What you should do
A single number is the answer: how many lines of the entries contain the word "FxqError"?

::::::

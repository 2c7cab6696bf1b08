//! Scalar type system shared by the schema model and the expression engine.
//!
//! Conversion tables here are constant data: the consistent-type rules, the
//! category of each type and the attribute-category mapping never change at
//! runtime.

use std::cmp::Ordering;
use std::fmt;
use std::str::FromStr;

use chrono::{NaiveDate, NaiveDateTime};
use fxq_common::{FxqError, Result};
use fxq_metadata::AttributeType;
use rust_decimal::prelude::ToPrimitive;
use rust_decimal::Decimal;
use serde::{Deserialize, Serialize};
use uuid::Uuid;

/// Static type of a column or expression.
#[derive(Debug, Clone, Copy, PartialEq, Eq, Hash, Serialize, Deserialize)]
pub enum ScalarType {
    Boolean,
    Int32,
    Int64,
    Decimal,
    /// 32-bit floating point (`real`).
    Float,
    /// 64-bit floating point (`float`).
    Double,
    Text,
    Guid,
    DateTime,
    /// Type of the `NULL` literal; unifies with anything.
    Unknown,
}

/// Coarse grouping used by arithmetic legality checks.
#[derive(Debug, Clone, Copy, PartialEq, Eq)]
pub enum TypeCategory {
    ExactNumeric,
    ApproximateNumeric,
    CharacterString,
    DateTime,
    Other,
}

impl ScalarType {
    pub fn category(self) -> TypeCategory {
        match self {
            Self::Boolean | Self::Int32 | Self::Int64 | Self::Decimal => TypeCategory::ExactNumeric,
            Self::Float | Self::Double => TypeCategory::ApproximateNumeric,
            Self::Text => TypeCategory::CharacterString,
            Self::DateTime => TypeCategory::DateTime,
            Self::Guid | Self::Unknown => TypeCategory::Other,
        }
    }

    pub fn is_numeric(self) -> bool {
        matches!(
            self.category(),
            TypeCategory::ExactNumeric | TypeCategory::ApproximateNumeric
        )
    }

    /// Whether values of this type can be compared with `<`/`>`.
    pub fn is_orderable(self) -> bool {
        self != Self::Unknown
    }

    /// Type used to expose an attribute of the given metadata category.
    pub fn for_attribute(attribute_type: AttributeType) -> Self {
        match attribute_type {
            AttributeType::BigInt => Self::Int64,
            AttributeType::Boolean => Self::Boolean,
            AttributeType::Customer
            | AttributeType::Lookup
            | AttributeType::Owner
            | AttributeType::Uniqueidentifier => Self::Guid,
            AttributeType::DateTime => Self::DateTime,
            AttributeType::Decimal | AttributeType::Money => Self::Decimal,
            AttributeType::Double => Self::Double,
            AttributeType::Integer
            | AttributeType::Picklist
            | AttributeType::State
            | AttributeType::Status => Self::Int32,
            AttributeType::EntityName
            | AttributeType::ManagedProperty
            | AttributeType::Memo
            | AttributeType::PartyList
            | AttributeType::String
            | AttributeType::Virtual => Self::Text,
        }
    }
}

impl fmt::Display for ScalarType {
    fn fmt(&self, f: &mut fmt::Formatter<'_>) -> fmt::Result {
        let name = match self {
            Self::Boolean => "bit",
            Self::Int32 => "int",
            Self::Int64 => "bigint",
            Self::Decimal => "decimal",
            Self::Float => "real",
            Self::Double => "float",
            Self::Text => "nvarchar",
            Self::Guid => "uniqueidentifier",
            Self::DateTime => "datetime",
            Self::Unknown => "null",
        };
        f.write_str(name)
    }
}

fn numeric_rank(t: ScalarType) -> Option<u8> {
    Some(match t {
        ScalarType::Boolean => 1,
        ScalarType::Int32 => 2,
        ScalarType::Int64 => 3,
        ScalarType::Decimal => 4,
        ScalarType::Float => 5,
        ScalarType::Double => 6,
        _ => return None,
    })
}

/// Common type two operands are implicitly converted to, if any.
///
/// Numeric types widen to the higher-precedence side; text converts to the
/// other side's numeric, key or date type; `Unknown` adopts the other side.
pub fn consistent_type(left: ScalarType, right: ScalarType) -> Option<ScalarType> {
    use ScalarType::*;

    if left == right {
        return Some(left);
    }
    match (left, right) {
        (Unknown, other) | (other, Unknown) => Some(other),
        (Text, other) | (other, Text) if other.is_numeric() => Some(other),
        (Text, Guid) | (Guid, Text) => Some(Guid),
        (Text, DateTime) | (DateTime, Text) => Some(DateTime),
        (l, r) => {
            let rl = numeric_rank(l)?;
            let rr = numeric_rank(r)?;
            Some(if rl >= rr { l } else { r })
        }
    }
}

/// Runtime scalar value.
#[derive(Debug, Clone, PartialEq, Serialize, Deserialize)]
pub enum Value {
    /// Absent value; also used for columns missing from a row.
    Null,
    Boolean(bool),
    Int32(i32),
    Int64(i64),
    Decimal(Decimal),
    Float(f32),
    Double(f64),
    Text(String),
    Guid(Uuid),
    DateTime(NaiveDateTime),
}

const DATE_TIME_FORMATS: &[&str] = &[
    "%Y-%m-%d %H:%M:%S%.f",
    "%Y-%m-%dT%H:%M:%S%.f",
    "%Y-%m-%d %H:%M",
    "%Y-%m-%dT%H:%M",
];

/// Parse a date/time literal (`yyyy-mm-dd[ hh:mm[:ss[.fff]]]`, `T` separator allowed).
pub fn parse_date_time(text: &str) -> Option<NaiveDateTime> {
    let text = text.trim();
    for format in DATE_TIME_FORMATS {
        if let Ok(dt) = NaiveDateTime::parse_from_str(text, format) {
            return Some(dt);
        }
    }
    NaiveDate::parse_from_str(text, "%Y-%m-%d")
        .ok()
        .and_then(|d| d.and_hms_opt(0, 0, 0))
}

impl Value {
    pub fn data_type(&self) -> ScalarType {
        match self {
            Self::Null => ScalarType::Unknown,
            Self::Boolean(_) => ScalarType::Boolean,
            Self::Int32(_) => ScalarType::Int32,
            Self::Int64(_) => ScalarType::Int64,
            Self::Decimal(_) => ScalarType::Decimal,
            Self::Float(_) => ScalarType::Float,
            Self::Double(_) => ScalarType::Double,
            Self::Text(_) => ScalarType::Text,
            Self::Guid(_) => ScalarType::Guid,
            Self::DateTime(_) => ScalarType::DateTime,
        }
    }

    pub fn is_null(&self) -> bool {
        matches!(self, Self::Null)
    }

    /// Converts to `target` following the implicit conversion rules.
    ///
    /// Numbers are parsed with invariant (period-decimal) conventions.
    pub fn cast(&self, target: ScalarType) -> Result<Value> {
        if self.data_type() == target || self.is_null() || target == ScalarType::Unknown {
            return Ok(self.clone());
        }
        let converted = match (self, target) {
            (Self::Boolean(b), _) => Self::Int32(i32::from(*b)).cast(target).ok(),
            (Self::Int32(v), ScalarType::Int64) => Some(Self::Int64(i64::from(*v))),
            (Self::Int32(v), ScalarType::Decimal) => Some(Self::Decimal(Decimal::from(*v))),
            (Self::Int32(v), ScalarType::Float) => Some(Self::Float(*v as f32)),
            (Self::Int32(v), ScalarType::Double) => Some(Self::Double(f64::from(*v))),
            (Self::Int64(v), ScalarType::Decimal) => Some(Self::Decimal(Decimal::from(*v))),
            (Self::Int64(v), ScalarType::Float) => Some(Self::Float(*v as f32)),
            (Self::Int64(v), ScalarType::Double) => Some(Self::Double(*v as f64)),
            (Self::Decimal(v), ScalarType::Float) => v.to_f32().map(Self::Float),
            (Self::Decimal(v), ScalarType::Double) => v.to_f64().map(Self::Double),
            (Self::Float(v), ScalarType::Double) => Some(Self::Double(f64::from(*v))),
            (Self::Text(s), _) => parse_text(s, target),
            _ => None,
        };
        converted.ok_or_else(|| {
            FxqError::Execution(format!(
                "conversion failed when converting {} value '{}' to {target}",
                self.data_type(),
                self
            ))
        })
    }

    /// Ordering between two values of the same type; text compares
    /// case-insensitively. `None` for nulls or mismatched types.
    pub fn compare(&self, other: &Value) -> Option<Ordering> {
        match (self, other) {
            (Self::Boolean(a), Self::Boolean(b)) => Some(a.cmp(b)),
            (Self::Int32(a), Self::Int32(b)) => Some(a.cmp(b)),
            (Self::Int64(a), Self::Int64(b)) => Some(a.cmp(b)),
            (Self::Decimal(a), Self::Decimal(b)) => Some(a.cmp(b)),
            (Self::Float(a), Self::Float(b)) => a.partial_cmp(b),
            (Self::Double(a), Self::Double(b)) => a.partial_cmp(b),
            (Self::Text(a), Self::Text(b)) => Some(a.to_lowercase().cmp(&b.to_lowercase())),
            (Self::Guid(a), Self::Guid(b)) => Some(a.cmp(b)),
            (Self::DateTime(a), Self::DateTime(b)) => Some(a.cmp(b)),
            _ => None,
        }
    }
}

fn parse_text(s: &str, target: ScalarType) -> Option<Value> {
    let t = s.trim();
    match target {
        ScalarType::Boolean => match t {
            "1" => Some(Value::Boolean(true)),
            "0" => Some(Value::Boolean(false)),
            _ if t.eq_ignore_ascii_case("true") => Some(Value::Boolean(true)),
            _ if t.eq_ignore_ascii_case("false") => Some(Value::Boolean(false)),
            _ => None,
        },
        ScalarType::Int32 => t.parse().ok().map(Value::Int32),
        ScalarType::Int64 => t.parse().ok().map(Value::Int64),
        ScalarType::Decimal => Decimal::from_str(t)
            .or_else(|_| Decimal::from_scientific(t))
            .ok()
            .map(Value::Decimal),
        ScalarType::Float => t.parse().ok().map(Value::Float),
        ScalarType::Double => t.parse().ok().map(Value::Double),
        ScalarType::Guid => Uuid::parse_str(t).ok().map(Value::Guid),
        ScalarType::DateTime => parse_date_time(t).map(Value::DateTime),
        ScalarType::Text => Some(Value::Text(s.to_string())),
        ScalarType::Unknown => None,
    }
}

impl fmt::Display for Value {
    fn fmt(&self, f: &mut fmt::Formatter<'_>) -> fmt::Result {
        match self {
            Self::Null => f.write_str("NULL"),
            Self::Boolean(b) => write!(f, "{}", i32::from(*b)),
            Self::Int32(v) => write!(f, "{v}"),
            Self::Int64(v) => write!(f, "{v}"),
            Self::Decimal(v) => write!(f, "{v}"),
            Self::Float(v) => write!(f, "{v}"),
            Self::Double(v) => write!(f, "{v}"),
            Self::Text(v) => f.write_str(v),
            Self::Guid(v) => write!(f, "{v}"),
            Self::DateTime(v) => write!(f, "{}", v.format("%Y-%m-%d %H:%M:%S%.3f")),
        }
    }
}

::::::

Output
2